» TO DO: Find the lines in the listing below that include the word "LogicalSize", and report how many there are, with nothing more.

» PROVIDED DATA:
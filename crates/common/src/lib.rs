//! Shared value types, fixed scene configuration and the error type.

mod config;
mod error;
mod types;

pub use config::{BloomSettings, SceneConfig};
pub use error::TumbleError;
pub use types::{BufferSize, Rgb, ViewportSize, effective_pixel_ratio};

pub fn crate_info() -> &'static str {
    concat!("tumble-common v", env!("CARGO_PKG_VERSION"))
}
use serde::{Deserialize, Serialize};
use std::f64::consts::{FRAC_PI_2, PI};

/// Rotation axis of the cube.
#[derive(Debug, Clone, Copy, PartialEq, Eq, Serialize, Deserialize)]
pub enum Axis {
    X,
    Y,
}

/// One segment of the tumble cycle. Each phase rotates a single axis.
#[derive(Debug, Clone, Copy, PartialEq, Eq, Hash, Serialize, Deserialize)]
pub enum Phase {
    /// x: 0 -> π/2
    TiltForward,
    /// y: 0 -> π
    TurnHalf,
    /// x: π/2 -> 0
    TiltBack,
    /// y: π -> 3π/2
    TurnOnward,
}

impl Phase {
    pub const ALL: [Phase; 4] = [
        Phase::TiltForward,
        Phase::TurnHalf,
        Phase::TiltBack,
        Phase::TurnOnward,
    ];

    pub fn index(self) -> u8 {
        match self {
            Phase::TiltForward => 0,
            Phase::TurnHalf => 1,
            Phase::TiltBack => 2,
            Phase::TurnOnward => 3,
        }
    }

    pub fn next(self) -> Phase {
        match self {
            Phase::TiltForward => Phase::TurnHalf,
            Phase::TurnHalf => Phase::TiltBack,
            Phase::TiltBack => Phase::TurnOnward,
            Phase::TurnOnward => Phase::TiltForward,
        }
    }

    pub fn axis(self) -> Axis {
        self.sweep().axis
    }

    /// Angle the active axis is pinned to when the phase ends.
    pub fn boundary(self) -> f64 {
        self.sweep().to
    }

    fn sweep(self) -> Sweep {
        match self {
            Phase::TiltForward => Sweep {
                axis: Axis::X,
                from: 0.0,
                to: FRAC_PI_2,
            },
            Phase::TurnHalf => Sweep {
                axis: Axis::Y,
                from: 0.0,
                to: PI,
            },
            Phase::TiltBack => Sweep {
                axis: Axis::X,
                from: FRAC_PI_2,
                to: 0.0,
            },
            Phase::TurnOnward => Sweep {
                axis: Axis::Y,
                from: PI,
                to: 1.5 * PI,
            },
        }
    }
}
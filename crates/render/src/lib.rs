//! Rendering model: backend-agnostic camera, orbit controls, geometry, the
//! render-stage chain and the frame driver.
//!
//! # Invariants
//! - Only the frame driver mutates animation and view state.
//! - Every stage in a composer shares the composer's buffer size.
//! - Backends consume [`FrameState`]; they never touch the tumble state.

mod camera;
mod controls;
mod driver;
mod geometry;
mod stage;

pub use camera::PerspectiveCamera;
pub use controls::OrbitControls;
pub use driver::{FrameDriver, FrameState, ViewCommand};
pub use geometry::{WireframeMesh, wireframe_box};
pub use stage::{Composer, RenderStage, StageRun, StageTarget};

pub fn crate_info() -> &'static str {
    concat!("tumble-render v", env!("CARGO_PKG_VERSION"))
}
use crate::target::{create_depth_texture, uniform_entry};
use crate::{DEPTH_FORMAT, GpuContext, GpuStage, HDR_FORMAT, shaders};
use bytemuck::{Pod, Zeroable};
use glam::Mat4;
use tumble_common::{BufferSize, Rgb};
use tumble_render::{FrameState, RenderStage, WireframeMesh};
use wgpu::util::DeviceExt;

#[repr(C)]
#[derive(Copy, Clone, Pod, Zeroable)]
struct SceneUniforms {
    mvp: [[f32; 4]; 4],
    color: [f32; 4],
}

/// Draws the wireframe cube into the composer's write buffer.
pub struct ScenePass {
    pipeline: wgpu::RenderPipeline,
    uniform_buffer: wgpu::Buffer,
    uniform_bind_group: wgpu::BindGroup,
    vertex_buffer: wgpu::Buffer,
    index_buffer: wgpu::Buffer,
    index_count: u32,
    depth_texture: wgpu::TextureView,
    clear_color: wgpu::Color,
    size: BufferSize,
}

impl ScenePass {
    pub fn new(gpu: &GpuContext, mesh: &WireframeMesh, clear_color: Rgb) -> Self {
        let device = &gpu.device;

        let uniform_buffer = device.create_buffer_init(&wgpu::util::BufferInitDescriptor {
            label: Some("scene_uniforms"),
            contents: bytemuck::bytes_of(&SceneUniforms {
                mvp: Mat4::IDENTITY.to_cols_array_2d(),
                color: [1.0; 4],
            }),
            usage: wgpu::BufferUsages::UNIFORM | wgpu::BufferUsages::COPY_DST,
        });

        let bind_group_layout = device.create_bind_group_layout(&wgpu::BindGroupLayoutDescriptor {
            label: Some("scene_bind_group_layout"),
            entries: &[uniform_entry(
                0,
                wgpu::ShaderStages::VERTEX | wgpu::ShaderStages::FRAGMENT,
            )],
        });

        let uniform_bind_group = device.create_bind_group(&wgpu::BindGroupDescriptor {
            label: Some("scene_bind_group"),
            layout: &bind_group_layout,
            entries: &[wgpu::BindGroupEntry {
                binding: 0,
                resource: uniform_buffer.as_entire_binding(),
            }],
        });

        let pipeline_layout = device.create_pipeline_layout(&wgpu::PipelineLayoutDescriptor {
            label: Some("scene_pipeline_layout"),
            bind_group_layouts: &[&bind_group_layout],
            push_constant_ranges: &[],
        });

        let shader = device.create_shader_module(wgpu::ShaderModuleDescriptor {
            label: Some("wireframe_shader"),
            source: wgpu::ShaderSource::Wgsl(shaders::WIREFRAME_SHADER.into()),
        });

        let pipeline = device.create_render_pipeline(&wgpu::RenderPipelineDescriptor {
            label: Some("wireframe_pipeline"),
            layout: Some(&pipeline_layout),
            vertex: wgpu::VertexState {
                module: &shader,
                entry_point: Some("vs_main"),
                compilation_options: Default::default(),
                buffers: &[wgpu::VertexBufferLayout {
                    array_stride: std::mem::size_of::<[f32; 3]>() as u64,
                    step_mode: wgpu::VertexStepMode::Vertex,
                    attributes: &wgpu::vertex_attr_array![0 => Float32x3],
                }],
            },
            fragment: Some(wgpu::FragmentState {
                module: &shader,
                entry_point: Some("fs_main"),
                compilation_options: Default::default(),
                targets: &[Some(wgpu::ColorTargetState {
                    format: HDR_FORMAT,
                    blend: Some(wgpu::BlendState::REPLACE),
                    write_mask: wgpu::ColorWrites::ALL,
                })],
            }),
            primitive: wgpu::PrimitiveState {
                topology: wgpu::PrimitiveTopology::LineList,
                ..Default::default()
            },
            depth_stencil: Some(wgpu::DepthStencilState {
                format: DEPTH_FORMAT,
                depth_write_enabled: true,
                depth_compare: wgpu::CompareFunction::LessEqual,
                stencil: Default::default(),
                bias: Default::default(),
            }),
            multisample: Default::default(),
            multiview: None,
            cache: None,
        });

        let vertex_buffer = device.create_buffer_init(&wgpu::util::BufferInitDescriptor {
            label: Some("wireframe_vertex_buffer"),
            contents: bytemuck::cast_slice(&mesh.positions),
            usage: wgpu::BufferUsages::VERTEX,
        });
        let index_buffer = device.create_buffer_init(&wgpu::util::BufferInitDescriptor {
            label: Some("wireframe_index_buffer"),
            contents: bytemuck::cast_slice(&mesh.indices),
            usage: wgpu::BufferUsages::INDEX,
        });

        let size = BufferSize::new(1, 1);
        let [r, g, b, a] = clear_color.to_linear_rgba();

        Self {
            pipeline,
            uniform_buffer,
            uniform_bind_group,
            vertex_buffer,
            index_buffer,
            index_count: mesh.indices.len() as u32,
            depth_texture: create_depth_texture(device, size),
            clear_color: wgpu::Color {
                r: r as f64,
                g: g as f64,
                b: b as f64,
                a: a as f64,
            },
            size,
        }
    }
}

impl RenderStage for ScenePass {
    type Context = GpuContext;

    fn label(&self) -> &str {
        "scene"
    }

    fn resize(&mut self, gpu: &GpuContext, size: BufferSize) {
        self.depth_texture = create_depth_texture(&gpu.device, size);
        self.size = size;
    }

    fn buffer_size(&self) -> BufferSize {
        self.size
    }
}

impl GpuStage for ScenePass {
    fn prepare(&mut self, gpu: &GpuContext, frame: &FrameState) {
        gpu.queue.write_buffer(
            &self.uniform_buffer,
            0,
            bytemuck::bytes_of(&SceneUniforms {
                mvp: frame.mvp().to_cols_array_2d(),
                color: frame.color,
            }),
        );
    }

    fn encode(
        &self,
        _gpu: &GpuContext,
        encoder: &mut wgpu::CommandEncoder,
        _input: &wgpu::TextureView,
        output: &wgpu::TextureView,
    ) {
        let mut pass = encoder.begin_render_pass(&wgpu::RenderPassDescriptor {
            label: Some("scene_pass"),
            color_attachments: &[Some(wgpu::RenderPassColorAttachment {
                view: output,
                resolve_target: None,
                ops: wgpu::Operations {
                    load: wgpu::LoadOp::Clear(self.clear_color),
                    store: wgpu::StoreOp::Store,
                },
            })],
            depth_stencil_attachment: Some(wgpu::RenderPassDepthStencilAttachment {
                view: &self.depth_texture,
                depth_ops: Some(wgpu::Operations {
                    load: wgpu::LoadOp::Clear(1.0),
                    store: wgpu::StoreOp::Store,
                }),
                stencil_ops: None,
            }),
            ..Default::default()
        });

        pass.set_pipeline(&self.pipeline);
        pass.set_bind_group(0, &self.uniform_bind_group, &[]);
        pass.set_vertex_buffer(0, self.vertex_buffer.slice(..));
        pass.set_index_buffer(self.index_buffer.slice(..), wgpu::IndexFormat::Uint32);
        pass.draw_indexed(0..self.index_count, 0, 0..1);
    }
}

...

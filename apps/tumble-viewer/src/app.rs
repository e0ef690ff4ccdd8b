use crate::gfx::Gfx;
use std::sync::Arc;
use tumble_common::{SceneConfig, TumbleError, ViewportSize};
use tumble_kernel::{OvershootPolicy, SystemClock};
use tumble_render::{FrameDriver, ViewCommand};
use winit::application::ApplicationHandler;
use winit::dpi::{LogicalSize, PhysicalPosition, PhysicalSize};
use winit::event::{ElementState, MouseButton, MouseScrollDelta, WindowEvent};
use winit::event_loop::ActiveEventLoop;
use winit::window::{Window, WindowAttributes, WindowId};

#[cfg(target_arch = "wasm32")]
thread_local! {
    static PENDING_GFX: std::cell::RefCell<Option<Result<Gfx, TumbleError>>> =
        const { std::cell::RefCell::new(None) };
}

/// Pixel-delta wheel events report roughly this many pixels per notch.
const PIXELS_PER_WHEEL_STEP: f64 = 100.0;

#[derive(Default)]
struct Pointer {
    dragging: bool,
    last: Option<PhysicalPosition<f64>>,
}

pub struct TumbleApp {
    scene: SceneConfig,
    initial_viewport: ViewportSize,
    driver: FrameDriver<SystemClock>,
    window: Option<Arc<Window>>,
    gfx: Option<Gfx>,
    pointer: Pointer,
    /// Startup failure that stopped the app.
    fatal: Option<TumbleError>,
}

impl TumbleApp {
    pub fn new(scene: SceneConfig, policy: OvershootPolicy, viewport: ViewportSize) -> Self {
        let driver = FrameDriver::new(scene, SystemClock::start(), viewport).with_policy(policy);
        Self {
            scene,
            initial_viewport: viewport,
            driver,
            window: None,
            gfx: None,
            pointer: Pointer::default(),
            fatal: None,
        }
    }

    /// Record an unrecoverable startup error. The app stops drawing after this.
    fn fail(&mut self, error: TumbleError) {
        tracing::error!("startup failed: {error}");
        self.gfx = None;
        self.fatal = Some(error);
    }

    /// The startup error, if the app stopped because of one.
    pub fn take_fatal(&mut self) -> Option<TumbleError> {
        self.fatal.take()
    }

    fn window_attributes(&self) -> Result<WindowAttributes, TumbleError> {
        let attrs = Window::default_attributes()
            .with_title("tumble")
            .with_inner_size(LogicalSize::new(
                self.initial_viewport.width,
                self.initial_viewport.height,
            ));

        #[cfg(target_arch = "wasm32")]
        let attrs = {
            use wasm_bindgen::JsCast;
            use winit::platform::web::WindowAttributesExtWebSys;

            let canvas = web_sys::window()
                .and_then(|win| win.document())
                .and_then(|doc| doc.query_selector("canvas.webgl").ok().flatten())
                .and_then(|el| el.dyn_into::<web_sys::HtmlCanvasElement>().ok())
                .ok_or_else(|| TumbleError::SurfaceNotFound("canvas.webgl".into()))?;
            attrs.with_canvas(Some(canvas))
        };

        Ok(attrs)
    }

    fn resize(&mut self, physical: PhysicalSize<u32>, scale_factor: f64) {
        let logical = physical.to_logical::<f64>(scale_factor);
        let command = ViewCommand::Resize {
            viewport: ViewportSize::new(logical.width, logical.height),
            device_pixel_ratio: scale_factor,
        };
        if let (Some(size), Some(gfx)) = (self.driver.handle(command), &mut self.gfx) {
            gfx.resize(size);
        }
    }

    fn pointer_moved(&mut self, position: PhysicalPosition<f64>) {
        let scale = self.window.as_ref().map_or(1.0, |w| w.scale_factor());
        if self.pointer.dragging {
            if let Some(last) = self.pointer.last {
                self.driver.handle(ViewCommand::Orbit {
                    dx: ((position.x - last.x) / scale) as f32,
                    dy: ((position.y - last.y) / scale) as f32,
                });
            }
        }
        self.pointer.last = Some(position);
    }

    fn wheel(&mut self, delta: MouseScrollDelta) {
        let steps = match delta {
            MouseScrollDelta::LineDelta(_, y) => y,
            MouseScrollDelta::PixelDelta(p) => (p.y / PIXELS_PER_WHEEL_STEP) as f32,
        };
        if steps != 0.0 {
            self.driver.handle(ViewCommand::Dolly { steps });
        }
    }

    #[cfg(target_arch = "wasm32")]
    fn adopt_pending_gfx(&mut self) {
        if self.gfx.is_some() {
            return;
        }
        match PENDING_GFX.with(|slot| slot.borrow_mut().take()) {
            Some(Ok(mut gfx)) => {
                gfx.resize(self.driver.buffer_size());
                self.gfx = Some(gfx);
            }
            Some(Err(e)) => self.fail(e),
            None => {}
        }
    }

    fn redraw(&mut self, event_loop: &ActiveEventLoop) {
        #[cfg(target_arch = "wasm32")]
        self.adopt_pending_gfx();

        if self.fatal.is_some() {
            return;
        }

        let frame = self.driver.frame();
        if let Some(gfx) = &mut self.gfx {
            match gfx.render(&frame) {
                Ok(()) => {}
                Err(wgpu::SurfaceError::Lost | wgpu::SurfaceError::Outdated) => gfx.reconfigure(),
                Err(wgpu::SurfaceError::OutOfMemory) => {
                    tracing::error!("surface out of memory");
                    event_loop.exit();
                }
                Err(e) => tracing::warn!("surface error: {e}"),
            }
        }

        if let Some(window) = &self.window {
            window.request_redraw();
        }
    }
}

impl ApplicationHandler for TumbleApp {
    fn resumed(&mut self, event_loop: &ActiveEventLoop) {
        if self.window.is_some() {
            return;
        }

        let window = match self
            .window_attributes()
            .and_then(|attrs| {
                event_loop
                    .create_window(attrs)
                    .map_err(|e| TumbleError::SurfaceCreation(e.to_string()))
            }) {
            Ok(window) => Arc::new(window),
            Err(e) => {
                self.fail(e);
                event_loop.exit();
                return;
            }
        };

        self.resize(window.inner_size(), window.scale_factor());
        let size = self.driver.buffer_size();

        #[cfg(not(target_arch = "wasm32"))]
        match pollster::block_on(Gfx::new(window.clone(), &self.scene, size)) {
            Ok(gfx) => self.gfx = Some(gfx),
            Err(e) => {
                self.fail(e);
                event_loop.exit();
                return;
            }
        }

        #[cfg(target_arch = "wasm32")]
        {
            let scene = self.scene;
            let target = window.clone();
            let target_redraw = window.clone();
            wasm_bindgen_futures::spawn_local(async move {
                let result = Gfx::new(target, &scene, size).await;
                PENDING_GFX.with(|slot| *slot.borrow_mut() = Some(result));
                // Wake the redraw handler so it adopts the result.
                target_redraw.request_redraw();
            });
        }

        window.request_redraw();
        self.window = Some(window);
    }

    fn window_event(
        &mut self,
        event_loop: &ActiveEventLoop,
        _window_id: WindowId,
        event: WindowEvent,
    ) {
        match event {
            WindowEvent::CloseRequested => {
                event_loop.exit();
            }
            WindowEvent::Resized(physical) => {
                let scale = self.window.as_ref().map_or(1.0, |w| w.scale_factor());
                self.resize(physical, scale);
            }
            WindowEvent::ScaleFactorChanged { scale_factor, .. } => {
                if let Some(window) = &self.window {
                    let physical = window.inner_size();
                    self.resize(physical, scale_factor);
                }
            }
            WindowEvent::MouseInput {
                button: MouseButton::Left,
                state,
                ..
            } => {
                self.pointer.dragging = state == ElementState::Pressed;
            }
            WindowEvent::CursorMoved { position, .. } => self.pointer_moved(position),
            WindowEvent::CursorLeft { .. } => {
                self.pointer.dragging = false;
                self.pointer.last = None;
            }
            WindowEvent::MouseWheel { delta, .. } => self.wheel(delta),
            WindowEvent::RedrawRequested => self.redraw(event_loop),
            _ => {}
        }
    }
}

--

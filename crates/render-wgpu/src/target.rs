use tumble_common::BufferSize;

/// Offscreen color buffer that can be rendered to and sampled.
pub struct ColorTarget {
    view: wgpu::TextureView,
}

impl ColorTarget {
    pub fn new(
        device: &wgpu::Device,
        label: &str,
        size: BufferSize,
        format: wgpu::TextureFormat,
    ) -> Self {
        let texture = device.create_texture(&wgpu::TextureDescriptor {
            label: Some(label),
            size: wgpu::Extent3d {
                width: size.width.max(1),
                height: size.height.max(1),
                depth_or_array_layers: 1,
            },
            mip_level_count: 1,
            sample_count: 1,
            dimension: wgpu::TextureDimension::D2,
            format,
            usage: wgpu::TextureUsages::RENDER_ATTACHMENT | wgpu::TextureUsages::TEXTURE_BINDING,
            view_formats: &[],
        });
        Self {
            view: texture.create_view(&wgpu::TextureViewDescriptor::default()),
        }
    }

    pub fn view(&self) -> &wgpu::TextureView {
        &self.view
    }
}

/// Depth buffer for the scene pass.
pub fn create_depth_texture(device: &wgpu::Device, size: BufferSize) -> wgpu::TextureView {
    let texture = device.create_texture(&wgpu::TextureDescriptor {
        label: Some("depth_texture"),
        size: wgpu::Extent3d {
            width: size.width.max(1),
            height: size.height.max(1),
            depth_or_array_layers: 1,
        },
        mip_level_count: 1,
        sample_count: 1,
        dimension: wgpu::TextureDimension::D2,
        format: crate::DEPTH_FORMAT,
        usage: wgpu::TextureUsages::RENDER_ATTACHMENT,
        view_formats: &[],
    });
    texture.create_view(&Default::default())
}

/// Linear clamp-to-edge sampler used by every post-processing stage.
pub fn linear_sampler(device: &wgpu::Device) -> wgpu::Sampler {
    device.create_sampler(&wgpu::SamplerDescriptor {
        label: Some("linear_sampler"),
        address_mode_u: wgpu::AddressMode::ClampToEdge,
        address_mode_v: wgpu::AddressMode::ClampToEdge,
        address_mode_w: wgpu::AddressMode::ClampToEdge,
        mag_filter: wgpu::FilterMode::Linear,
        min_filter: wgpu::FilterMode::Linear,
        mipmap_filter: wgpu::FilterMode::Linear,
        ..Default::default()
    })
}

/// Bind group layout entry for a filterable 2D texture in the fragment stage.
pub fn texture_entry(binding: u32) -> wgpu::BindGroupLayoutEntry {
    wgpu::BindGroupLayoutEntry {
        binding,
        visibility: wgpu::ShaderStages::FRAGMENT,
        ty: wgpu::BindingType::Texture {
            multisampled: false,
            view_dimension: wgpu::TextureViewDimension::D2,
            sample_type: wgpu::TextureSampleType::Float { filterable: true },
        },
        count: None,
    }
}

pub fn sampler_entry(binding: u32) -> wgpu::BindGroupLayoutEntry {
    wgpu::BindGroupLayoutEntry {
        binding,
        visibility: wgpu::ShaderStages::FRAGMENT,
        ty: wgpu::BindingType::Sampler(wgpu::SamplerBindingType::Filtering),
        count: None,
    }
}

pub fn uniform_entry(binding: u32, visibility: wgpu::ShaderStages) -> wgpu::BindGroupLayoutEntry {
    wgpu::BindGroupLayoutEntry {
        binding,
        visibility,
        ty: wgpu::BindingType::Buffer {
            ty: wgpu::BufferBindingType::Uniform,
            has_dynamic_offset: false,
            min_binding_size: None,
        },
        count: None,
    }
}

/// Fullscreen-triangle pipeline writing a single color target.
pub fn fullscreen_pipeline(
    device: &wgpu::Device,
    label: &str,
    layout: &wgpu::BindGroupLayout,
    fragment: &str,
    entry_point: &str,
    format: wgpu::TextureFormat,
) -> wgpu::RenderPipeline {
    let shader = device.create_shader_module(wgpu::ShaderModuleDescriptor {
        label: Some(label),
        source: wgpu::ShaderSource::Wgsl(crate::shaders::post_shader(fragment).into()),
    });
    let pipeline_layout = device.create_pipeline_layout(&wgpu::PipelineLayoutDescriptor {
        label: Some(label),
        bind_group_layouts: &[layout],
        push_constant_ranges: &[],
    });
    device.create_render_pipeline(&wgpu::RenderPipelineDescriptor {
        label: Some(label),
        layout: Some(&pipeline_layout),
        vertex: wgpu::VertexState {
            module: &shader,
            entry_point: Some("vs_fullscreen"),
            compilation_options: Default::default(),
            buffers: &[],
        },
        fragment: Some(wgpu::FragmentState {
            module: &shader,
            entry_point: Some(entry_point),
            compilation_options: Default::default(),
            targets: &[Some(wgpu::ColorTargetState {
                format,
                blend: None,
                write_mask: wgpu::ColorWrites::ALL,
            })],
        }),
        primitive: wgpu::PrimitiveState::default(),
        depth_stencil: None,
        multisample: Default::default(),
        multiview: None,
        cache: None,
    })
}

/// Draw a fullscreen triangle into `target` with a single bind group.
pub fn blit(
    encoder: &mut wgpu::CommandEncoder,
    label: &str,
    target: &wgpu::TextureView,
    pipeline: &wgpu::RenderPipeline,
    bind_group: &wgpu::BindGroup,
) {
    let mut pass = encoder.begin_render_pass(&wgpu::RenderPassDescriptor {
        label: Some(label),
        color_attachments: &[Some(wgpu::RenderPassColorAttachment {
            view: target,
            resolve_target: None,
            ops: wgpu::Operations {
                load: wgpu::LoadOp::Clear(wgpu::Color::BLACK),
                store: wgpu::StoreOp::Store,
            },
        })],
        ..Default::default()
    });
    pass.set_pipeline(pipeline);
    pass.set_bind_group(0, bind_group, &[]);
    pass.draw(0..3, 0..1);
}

» OUTPUT OF THE EXERCISE: 2